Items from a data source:
━━━━━━━━━━━━━━━━━━━━━━━━━━━━━━

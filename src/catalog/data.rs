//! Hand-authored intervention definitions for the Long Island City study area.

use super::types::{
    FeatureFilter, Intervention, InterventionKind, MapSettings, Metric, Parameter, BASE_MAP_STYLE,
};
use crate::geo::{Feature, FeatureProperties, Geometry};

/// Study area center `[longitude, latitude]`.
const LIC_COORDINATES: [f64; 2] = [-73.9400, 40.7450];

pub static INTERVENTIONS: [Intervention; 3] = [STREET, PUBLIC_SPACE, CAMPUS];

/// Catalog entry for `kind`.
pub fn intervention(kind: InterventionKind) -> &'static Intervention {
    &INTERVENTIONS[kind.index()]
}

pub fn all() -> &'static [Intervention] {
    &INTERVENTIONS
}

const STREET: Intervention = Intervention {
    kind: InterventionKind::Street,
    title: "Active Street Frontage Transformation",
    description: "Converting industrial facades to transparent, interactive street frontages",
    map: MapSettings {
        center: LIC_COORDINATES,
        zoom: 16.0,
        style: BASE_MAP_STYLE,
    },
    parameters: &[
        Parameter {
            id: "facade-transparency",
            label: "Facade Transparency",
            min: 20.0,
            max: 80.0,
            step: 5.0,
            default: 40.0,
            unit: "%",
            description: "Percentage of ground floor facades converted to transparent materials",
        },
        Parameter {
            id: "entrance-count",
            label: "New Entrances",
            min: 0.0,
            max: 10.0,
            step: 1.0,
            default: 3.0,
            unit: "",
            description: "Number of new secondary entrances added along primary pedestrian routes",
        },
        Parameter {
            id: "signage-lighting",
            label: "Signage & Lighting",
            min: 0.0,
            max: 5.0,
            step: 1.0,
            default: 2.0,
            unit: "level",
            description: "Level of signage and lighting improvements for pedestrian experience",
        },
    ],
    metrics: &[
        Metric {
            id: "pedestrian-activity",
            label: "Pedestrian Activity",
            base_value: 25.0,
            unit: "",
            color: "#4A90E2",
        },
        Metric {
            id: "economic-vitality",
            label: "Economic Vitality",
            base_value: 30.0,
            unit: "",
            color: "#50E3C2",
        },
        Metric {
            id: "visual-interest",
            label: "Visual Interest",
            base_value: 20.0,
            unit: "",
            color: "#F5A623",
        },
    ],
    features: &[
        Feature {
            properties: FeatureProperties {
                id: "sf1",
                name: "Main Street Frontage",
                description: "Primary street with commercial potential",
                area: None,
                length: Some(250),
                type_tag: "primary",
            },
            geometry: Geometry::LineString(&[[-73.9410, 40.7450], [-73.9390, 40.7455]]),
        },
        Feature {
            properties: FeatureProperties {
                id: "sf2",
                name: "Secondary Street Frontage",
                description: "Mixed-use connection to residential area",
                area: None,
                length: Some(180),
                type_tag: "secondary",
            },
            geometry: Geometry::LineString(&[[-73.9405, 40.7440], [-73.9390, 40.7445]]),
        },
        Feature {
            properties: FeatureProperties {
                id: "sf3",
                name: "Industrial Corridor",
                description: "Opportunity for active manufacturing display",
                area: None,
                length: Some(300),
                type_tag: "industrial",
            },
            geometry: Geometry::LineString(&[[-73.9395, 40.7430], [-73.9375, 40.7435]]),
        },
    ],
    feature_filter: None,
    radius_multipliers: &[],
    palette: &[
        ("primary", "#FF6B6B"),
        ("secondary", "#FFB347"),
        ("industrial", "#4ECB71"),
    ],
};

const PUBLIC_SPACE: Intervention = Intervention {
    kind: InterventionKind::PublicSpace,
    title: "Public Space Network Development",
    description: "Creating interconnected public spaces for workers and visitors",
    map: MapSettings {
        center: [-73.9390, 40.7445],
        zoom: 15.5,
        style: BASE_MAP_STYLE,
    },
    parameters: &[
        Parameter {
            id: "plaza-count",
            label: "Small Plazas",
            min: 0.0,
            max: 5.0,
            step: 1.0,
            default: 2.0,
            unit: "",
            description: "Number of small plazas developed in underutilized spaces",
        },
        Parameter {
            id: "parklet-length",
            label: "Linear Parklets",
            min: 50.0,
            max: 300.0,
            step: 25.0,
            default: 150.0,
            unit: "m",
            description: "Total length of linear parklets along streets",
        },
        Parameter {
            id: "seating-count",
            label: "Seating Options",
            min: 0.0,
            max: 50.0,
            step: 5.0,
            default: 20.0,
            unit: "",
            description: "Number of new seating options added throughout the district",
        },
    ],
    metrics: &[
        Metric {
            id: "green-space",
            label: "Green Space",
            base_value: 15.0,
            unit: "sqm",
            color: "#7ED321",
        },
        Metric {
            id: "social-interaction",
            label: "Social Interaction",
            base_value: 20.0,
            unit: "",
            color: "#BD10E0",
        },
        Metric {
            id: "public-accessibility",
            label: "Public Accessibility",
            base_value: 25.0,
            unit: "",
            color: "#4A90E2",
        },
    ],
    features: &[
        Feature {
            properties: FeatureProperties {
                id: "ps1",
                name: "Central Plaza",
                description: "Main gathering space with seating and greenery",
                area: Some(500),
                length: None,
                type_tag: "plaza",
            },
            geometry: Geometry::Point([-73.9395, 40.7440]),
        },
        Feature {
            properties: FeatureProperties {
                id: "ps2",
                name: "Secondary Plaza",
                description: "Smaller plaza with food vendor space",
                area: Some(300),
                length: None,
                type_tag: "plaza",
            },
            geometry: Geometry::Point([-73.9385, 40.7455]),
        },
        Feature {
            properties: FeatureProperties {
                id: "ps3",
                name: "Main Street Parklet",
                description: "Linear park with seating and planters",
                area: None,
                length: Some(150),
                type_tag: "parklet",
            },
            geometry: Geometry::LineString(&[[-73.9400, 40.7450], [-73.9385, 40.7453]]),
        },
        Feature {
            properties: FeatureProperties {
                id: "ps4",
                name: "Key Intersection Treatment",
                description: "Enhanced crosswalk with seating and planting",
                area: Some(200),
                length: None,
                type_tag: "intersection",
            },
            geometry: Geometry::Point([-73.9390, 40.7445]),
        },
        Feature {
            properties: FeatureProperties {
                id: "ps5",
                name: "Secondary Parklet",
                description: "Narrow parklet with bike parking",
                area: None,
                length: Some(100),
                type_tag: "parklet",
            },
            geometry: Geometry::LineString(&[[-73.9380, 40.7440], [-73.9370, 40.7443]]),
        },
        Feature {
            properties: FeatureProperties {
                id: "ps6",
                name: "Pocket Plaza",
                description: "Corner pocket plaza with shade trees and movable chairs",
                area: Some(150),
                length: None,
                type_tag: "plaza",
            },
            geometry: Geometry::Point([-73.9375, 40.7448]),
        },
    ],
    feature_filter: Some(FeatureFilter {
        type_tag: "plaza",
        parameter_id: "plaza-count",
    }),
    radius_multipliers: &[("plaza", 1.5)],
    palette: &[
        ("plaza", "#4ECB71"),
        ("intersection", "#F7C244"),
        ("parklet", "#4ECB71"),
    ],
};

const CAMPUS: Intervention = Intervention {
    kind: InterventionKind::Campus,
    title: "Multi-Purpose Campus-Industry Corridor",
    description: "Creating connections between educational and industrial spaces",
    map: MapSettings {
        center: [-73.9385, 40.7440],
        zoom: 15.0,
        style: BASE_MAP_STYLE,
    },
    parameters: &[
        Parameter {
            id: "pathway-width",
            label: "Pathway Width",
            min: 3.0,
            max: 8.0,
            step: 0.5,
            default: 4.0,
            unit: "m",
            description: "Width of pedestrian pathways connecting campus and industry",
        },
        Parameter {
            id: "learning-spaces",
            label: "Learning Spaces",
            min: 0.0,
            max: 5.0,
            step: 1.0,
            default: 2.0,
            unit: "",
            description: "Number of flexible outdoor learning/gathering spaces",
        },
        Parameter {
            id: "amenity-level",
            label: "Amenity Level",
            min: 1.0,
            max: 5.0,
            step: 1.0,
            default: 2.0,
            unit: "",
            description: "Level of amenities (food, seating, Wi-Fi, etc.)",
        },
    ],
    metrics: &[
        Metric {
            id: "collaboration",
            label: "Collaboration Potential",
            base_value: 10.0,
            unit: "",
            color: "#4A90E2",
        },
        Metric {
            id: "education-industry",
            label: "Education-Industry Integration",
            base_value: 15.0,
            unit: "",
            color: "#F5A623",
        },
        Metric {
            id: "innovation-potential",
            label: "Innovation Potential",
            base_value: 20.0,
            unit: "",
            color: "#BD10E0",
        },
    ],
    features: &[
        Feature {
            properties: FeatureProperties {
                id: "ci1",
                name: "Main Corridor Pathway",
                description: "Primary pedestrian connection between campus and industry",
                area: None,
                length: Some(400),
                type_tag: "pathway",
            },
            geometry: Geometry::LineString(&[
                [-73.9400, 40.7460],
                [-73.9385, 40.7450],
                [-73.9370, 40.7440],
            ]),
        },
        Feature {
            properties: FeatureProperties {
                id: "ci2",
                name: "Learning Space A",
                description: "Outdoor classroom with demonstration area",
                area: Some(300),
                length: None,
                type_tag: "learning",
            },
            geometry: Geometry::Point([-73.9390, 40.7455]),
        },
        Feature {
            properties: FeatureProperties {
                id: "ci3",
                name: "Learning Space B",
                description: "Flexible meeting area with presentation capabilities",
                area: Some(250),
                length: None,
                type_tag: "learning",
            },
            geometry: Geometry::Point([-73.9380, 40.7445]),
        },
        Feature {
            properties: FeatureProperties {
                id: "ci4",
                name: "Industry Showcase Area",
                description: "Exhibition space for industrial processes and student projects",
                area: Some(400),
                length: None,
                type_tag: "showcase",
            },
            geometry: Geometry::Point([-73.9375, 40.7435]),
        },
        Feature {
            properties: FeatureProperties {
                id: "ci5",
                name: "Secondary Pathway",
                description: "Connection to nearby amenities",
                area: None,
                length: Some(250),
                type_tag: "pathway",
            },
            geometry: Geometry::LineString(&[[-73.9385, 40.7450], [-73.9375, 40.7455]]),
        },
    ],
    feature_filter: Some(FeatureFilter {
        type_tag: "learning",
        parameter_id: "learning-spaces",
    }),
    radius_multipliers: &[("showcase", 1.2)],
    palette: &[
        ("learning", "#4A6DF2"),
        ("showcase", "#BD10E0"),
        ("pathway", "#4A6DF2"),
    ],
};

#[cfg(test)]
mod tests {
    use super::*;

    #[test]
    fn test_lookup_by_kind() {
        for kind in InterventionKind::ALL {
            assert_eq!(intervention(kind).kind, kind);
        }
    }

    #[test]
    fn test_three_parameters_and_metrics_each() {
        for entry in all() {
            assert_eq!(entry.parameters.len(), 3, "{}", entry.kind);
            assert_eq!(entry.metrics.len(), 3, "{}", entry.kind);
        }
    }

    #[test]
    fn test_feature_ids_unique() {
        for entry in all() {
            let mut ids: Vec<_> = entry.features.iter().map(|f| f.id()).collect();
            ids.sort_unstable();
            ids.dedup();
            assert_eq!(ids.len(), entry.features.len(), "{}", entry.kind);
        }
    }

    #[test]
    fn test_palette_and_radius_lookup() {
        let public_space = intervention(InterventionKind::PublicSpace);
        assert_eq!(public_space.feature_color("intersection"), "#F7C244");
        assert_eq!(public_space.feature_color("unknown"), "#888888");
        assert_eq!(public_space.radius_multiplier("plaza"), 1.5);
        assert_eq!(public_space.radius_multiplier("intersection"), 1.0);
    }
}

━━━━━━━━━━━━━━━━━━━━━━━━━━━━━━

*Exercise goal:*
Show me every line of the entries above that holds "count".

*Result for this exercise:*
            id: "entrance-count",
            id: "plaza-count",
            id: "seating-count",
        parameter_id: "plaza-count",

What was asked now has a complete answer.